The Slag Heaps of Loos-en-Gohelle - These are slag heaps, the residue of 130 years of mining in the rich coal seam underneath

Coal slag heap designated World Heritage site - France’s Nord-Pas de Calais Mining Basin—along with its mining pit, workers’ quarters and slag heap

Slag Heaps - Leftover unprocessed waste materials displaced during mining piled in 'heaps.' The piles are of overburden, the waste rock or materials overlying an ore or mineral vein that are displaced without being processed.

Staffordshire Survey - One person said "we used to have more pyramids than Egypt .... except they were pit slag heaps"

.Wales needs £500m-£600m to make abandoned slag heaps safe. Devolved government asks for UK help to deal with dangerous legacy of coal mining

Each slag heap is imbued with the history of coalmining, which has left its mark on the landscape

Welsh mine worker wearing ragged patched and ripped clothes standing on a sack of coal on rough ground at a slag heap

Southern Street, Pemberton, backing on to the slag heaps of the old Pemberton Colliery

once used as a slag heap by local collieries at Low Hall

Orwell describes what he saw from the canal side. "All round was the lunar landscape of slag-heaps

Comment by: DTease on 28th November 2022 at 05:46

Orwell was describing Top Place at Kirkless. The slag heap there came from the furnaces of Wigan Coal And Iron.
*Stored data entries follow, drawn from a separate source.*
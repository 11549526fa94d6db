//! Platform quirk flags.
//!
//! The controller never sniffs the environment itself. A host computes a
//! [`DeviceCapabilities`] once (usually from the user agent string) and hands
//! it to [`attach`](crate::attach), which keeps platform behaviour
//! deterministic under test.

/// Boolean quirk table for the platform the layer runs on.
#[derive(Clone, Copy, Debug, Default, PartialEq, Eq, Hash)]
pub struct DeviceCapabilities {
    /// Windows Phone 8.1 masquerades as Android and iPhone, so it is
    /// detected first and excluded from both.
    pub windows_phone: bool,
    pub android: bool,
    pub ios: bool,
    /// iOS 4 reuses touch identifiers between unrelated touches and needs
    /// native events for select elements.
    pub ios4: bool,
    /// iOS 6.0 to 7.x report a stale touch-end target while the layer is
    /// scrolling or transitioning.
    pub ios_with_bad_target: bool,
    /// Part of the quirk table, not consulted by any policy yet.
    pub blackberry10: bool,
}

impl DeviceCapabilities {
    /// A platform with no known quirks.
    pub const fn desktop() -> Self {
        Self {
            windows_phone: false,
            android: false,
            ios: false,
            ios4: false,
            ios_with_bad_target: false,
            blackberry10: false,
        }
    }

    pub const fn android() -> Self {
        Self {
            android: true,
            ..Self::desktop()
        }
    }

    /// A current iOS release: identifiers are reliable and touch-end
    /// targets are correct.
    pub const fn ios() -> Self {
        Self {
            ios: true,
            ..Self::desktop()
        }
    }

    pub const fn ios4() -> Self {
        Self {
            ios: true,
            ios4: true,
            ..Self::desktop()
        }
    }

    pub const fn ios_with_bad_target() -> Self {
        Self {
            ios: true,
            ios_with_bad_target: true,
            ..Self::desktop()
        }
    }

    pub const fn windows_phone() -> Self {
        Self {
            windows_phone: true,
            ..Self::desktop()
        }
    }

    /// Derives the quirk flags from a `navigator.userAgent` string.
    pub fn from_user_agent(user_agent: &str) -> Self {
        let windows_phone = user_agent.contains("Windows Phone");
        let android = matches!(user_agent.find("Android"), Some(index) if index > 0)
            && !windows_phone;
        let ios = ["iPad", "iPhone", "iPod"]
            .iter()
            .any(|device| user_agent.contains(device))
            && !windows_phone;
        let ios4 = ios && contains_os_version(user_agent, |major| major == b'4');
        let ios_with_bad_target =
            ios && contains_os_version(user_agent, |major| major == b'6' || major == b'7');
        let blackberry10 = matches!(user_agent.find("BB10"), Some(index) if index > 0);

        Self {
            windows_phone,
            android,
            ios,
            ios4,
            ios_with_bad_target,
            blackberry10,
        }
    }

    /// Whether touch identifiers can be trusted to detect a replayed
    /// touch-start.
    pub fn reliable_touch_identifiers(&self) -> bool {
        self.ios && !self.ios4
    }
}

/// Looks for `OS <major>_<digit>` where `major` is a single digit accepted by
/// `accept`.
fn contains_os_version(user_agent: &str, accept: impl Fn(u8) -> bool) -> bool {
    let bytes = user_agent.as_bytes();
    bytes.windows(6).any(|window| {
        window.starts_with(b"OS ")
            && accept(window[3])
            && window[4] == b'_'
            && window[5].is_ascii_digit()
    })
}

#[cfg(test)]
#[path = "tests/device_tests.rs"]
mod tests;
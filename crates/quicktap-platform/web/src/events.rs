//! Conversion between DOM events and the controller's event model.

use js_sys::Reflect;
use quicktap_core::input::{
    EventKind, EventResponse, LayerEvent, MouseInput, TouchInput, TouchList, TouchPoint,
};
use wasm_bindgen::{JsCast, JsValue};
use web_sys::{Element, Event, Node, TouchEvent, UiEvent};

/// Expando property marking a synthetic click as one of ours.
pub const FORWARDED_MARKER: &str = "forwardedTouchEvent";

/// Resolves the element an event is aimed at. Some older browsers target
/// the text node under the finger.
pub fn event_target_element(event: &Event) -> Option<Element> {
    let target = event.target()?;
    if let Some(node) = target.dyn_ref::<Node>() {
        if node.node_type() == Node::TEXT_NODE {
            return node.parent_element();
        }
    }
    target.dyn_into::<Element>().ok()
}

/// Builds a [`LayerEvent`] from a DOM event the layer listens to.
pub fn to_layer_event(event: &Event) -> Option<LayerEvent<Element>> {
    let kind = EventKind::from_type(&event.type_())?;
    let target = event_target_element(event)?;

    if let Some(touch_kind) = kind.touch_kind() {
        let touch_event = event.dyn_ref::<TouchEvent>()?;
        return Some(LayerEvent::Touch(TouchInput {
            kind: touch_kind,
            target,
            time_stamp: event.time_stamp(),
            target_touches: touch_points(&touch_event.target_touches()),
            changed_touches: touch_points(&touch_event.changed_touches()),
        }));
    }

    let mouse_kind = kind.mouse_kind()?;
    let detail = event.dyn_ref::<UiEvent>().map_or(0, UiEvent::detail);
    Some(LayerEvent::Mouse(MouseInput {
        kind: mouse_kind,
        target,
        cancelable: event.cancelable(),
        detail,
        forwarded: is_forwarded(event),
    }))
}

fn touch_points(list: &web_sys::TouchList) -> TouchList {
    (0..list.length())
        .filter_map(|index| list.get(index))
        .map(|touch| TouchPoint {
            identifier: i64::from(touch.identifier()),
            page_x: touch.page_x() as f64,
            page_y: touch.page_y() as f64,
            screen_x: touch.screen_x() as f64,
            screen_y: touch.screen_y() as f64,
            client_x: touch.client_x() as f64,
            client_y: touch.client_y() as f64,
        })
        .collect()
}

pub fn is_forwarded(event: &Event) -> bool {
    Reflect::get(event, &JsValue::from_str(FORWARDED_MARKER))
        .map(|value| value.is_truthy())
        .unwrap_or(false)
}

pub fn mark_forwarded(event: &Event) {
    if let Err(err) = Reflect::set(event, &JsValue::from_str(FORWARDED_MARKER), &JsValue::TRUE) {
        log::warn!("could not mark synthetic event: {:?}", err);
    }
}

/// Applies the controller's decision to the live event.
pub fn apply_response(event: &Event, response: EventResponse) {
    if response.stop_immediate_propagation {
        event.stop_immediate_propagation();
    }
    if response.stop_propagation {
        event.stop_propagation();
    }
    if response.prevent_default {
        event.prevent_default();
    }
}
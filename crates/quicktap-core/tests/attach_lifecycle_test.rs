//! Attach guard, listener wiring, rollback and detach.

use std::rc::Rc;

use quicktap_core::prelude::*;
use quicktap_core::AttachError;
use quicktap_testing::prelude::*;
use quicktap_testing::robot_assertions::assert_no_synthetic;

fn page() -> (FakeDom, NodeId) {
    let _ = env_logger::builder().is_test(true).try_init();
    let dom = FakeDom::new();
    let layer = dom.append(dom.body(), ElementSpec::new("div"));
    (dom, layer)
}

#[test]
fn test_ios_layer_wiring() {
    let (dom, layer) = page();
    let quicktap = attach(
        dom.clone(),
        layer,
        QuickTapConfig::default(),
        DeviceCapabilities::ios(),
    )
    .unwrap();

    assert!(quicktap.is_active());
    assert_eq!(quicktap.layer(), Some(&layer));
    assert_eq!(
        dom.listeners_for(layer),
        vec![
            (EventKind::Click, true),
            (EventKind::TouchStart, false),
            (EventKind::TouchMove, false),
            (EventKind::TouchEnd, false),
            (EventKind::TouchCancel, false),
        ]
    );
}

#[test]
fn test_android_layer_wires_mouse_capture_first() {
    let (dom, layer) = page();
    let _quicktap = attach(
        dom.clone(),
        layer,
        QuickTapConfig::default(),
        DeviceCapabilities::android(),
    )
    .unwrap();

    let listeners = dom.listeners_for(layer);
    assert_eq!(listeners.len(), 8);
    assert_eq!(
        &listeners[..3],
        &[
            (EventKind::MouseOver, true),
            (EventKind::MouseDown, true),
            (EventKind::MouseUp, true),
        ]
    );
}

#[test]
fn test_detach_removes_every_listener_and_is_repeatable() {
    let (dom, layer) = page();
    let div = dom.append(layer, ElementSpec::new("div"));
    let mut robot = TapRobot::attach(dom.clone(), layer, DeviceCapabilities::android()).unwrap();

    robot.detach();
    robot.detach();

    assert_eq!(dom.listener_count(layer), 0);
    assert!(!robot.quicktap().is_active());
    assert!(robot.quicktap().controller().is_none());

    robot.tap(div);
    assert_no_synthetic(&robot);
}

#[test]
fn test_detach_mid_gesture_drops_the_tap() {
    let (dom, layer) = page();
    let div = dom.append(layer, ElementSpec::new("div"));
    let mut robot = TapRobot::attach(dom.clone(), layer, DeviceCapabilities::ios()).unwrap();

    let (x, y) = TAP_POINT;
    robot.touch_start(div, x, y);
    robot.advance(TAP_HOLD_MS);
    robot.detach();
    let report = robot.touch_end(div, x, y);

    assert!(!report.default_prevented);
    assert_no_synthetic(&robot);
}

#[test]
fn test_inactive_handle_detach_is_noop() {
    let mut quicktap = QuickTap::<FakeDom>::inactive();
    quicktap.detach();
    assert!(!quicktap.is_active());
    assert!(quicktap.layer().is_none());
}

#[test]
fn test_no_touch_support_skips_instrumentation() {
    let (dom, layer) = page();
    dom.set_touch_supported(false);

    let quicktap = attach(
        dom.clone(),
        layer,
        QuickTapConfig::default(),
        DeviceCapabilities::desktop(),
    )
    .unwrap();

    assert!(!quicktap.is_active());
    assert_eq!(dom.listener_count(layer), 0);
}

#[test]
fn test_android_guard_needs_a_zoomable_viewport() {
    let cases = [
        (None, 1280.0, 360.0),
        (Some("width=device-width, user-scalable=no"), 1280.0, 360.0),
        (Some("width=device-width"), 360.0, 360.0),
    ];
    for (content, document_width, viewport_width) in cases {
        let (dom, layer) = page();
        dom.set_viewport(content, document_width, viewport_width);

        let quicktap = attach(
            dom.clone(),
            layer,
            QuickTapConfig::default(),
            DeviceCapabilities::android(),
        )
        .unwrap();

        assert!(!quicktap.is_active(), "viewport {:?} should skip", content);
        assert_eq!(dom.listener_count(layer), 0);
    }
}

#[test]
fn test_ios_is_always_instrumented() {
    let (dom, layer) = page();
    dom.set_viewport(None, 320.0, 320.0);

    let quicktap = attach(
        dom,
        layer,
        QuickTapConfig::default(),
        DeviceCapabilities::ios(),
    )
    .unwrap();

    assert!(quicktap.is_active());
}

#[test]
fn test_windows_phone_respects_touch_action() {
    for (touch_action, ms_touch_action, active) in [
        (None, None, true),
        (Some("none"), None, false),
        (Some("manipulation"), None, false),
        (Some("pan-y"), None, true),
        (None, Some("none"), false),
    ] {
        let (dom, layer) = page();
        dom.set_touch_action(layer, touch_action);
        dom.set_ms_touch_action(layer, ms_touch_action);

        let quicktap = attach(
            dom,
            layer,
            QuickTapConfig::default(),
            DeviceCapabilities::windows_phone(),
        )
        .unwrap();

        assert_eq!(
            quicktap.is_active(),
            active,
            "touch-action {:?} / {:?}",
            touch_action,
            ms_touch_action
        );
    }
}

#[test]
fn test_failed_registration_rolls_back() {
    let (dom, layer) = page();
    dom.fail_listener(Some(EventKind::TouchEnd));

    let result = attach(
        dom.clone(),
        layer,
        QuickTapConfig::default(),
        DeviceCapabilities::android(),
    );

    match result {
        Err(AttachError::Listener { event, .. }) => assert_eq!(event, EventKind::TouchEnd),
        Err(other) => panic!("unexpected error: {other}"),
        Ok(_) => panic!("attach should fail"),
    }
    assert_eq!(dom.listener_count(layer), 0);
}

#[test]
fn test_legacy_onclick_is_adopted_and_outlives_detach() {
    let (dom, layer) = page();
    dom.set_onclick(layer, Rc::new(|_event: &LayerEvent<NodeId>| {}));

    let mut quicktap = attach(
        dom.clone(),
        layer,
        QuickTapConfig::default(),
        DeviceCapabilities::ios(),
    )
    .unwrap();

    assert!(!dom.has_onclick(layer));
    assert_eq!(dom.listener_count(layer), 6);

    quicktap.detach();
    assert_eq!(dom.listeners_for(layer), vec![(EventKind::Click, false)]);
}

#[test]
fn test_invalid_config_values_fall_back_to_defaults() {
    let (dom, layer) = page();
    let config = QuickTapConfig::from_raw(Some(0.0), Some(-5.0), None);

    let quicktap = attach(dom, layer, config, DeviceCapabilities::ios()).unwrap();

    let controller = quicktap.controller().unwrap();
    assert_eq!(*controller.config(), QuickTapConfig::default());
}
impl FakeDom {
    /// A zoomable touch page containing only `<body>`.
    pub fn new() -> Self {
        let body = NodeData {
            spec: ElementSpec::new("body"),
            parent: None,
            children: Vec::new(),
            metrics: ScrollMetrics::default(),
            touch_action: None,
            ms_touch_action: None,
            onclick: None,
        };
        Self {
            state: Rc::new(RefCell::new(DomState {
                nodes: vec![body],
                listeners: Vec::new(),
                next_listener: 1,
                active: None,
                records: Vec::new(),
                touch_supported: true,
                viewport_content: Some("width=device-width, initial-scale=1".into()),
                document_width: 1280.0,
                viewport_width: 360.0,
                selection_active: false,
                nested_frame: false,
                page_offset: (0.0, 0.0),
                hit_test: None,
                hit_test_points: Vec::new(),
                label_control_supported: false,
                failing_listener: None,
            })),
        }
    }

    pub fn body(&self) -> NodeId {
        NodeId(0)
    }

    pub fn append(&self, parent: NodeId, spec: ElementSpec) -> NodeId {
        let mut state = self.state.borrow_mut();
        let id = NodeId(state.nodes.len());
        state.nodes.push(NodeData {
            spec,
            parent: Some(parent),
            children: Vec::new(),
            metrics: ScrollMetrics::default(),
            touch_action: None,
            ms_touch_action: None,
            onclick: None,
        });
        state.nodes[parent.0].children.push(id);
        id
    }

    /// Moves `node` under `new_parent`.
    pub fn reparent(&self, node: NodeId, new_parent: NodeId) {
        let mut state = self.state.borrow_mut();
        if let Some(old) = state.nodes[node.0].parent {
            state.nodes[old.0].children.retain(|child| *child != node);
        }
        state.nodes[node.0].parent = Some(new_parent);
        state.nodes[new_parent.0].children.push(node);
    }

    /// Makes `node` a scroll container with the given offset.
    pub fn make_scrollable(&self, node: NodeId, scroll_top: f64) {
        let mut state = self.state.borrow_mut();
        state.nodes[node.0].metrics = ScrollMetrics {
            scroll_height: 2000.0,
            offset_height: 400.0,
            scroll_top,
        };
    }

    pub fn set_scroll_top(&self, node: NodeId, scroll_top: f64) {
        self.state.borrow_mut().nodes[node.0].metrics.scroll_top = scroll_top;
    }

    pub fn set_touch_action(&self, node: NodeId, touch_action: Option<&str>) {
        self.state.borrow_mut().nodes[node.0].touch_action = touch_action.map(String::from);
    }

    pub fn set_ms_touch_action(&self, node: NodeId, touch_action: Option<&str>) {
        self.state.borrow_mut().nodes[node.0].ms_touch_action = touch_action.map(String::from);
    }

    pub fn set_onclick(&self, node: NodeId, handler: LegacyHandler) {
        self.state.borrow_mut().nodes[node.0].onclick = Some(handler);
    }

    pub fn has_onclick(&self, node: NodeId) -> bool {
        self.state.borrow().nodes[node.0].onclick.is_some()
    }

    pub fn set_touch_supported(&self, supported: bool) {
        self.state.borrow_mut().touch_supported = supported;
    }

    pub fn set_viewport(&self, content: Option<&str>, document_width: f64, viewport_width: f64) {
        let mut state = self.state.borrow_mut();
        state.viewport_content = content.map(String::from);
        state.document_width = document_width;
        state.viewport_width = viewport_width;
    }

    pub fn set_selection_active(&self, active: bool) {
        self.state.borrow_mut().selection_active = active;
    }

    pub fn set_nested_frame(&self, nested: bool) {
        self.state.borrow_mut().nested_frame = nested;
    }

    pub fn set_page_offset(&self, x: f64, y: f64) {
        self.state.borrow_mut().page_offset = (x, y);
    }

    /// The element `element_from_point` reports, wherever the point is.
    pub fn set_hit_test(&self, node: Option<NodeId>) {
        self.state.borrow_mut().hit_test = node;
    }

    /// Whether labels expose the `control` property.
    pub fn set_label_control_supported(&self, supported: bool) {
        self.state.borrow_mut().label_control_supported = supported;
    }

    /// Makes registration of `kind` listeners fail.
    pub fn fail_listener(&self, kind: Option<EventKind>) {
        self.state.borrow_mut().failing_listener = kind;
    }

    pub fn set_active_element(&self, node: Option<NodeId>) {
        self.state.borrow_mut().active = node;
    }

    pub fn records(&self) -> Vec<DomRecord> {
        self.state.borrow().records.clone()
    }

    /// Viewport points passed to `element_from_point`, oldest first.
    pub fn hit_test_points(&self) -> Vec<(f64, f64)> {
        self.state.borrow().hit_test_points.clone()
    }

    pub fn synthetic_clicks(&self) -> Vec<(NodeId, SyntheticClick)> {
        self.state
            .borrow()
            .records
            .iter()
            .filter_map(|record| match record {
                DomRecord::Synthetic { target, click } => Some((*target, *click)),
                _ => None,
            })
            .collect()
    }

    pub fn listener_count(&self, node: NodeId) -> usize {
        self.state
            .borrow()
            .listeners
            .iter()
            .filter(|listener| listener.node == node)
            .count()
    }

    pub fn listeners_for(&self, node: NodeId) -> Vec<(EventKind, bool)> {
        self.state
            .borrow()
            .listeners
            .iter()
            .filter(|listener| listener.node == node)
            .map(|listener| (listener.kind, listener.capture))
            .collect()
    }

    fn ancestors_inclusive(&self, node: NodeId) -> Vec<NodeId> {
        let state = self.state.borrow();
        let mut chain = vec![node];
        let mut current = state.nodes[node.0].parent;
        while let Some(parent) = current {
            chain.push(parent);
            current = state.nodes[parent.0].parent;
        }
        chain
    }

    /// Runs `event` through the registered listeners: capture listeners from
    /// the outermost ancestor inwards, then the `onclick` slot and bubbling
    /// listeners from the target outwards.
    pub fn dispatch(&self, event: &LayerEvent<NodeId>) -> DispatchReport {
        let kind = event.kind();
        let path = self.ancestors_inclusive(*event.target());

        let mut plan: Vec<(NodeId, LayerCallback<NodeId>)> = Vec::new();
        {
            let state = self.state.borrow();
            for node in path.iter().rev() {
                plan.extend(
                    state
                        .listeners
                        .iter()
                        .filter(|l| l.node == *node && l.kind == kind && l.capture)
                        .map(|l| (l.node, Rc::clone(&l.callback))),
                );
            }
            for node in path.iter() {
                if kind == EventKind::Click {
                    if let Some(handler) = state.nodes[node.0].onclick.clone() {
                        let slot: LayerCallback<NodeId> =
                            Rc::new(move |event: &LayerEvent<NodeId>| {
                                handler(event);
                                EventResponse::PASS
                            });
                        plan.push((*node, slot));
                    }
                }
                plan.extend(
                    state
                        .listeners
                        .iter()
                        .filter(|l| l.node == *node && l.kind == kind && !l.capture)
                        .map(|l| (l.node, Rc::clone(&l.callback))),
                );
            }
        }

        log::trace!("dispatch {} to {:?}: {} listeners", kind.as_str(), event.target(), plan.len());
        let mut report = DispatchReport::default();
        let mut stopped_at: Option<NodeId> = None;
        for (node, callback) in plan {
            if let Some(stop_node) = stopped_at {
                if stop_node != node {
                    break;
                }
            }
            let response = callback(event);
            report.listeners_invoked += 1;
            report.default_prevented |= response.prevent_default;
            if response.stop_immediate_propagation {
                report.propagation_stopped = true;
                break;
            }
            if response.stop_propagation {
                report.propagation_stopped = true;
                stopped_at = Some(node);
            }
        }
        report
    }

    fn record(&self, record: DomRecord) {
        self.state.borrow_mut().records.push(record);
    }
}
Comment by: John Noakes on 28th November 2022 at 23:02

Could he not have been describing the canalside slag heaps of Rose Bridge Colliery in Ince? or, perhaps, the slag heaps of the Ince and Ashton in Makerfield collieries which were close to the Leigh canal branch? After all, in the same sentence he describes the 'flashes', which we all know are not near Aspull at all.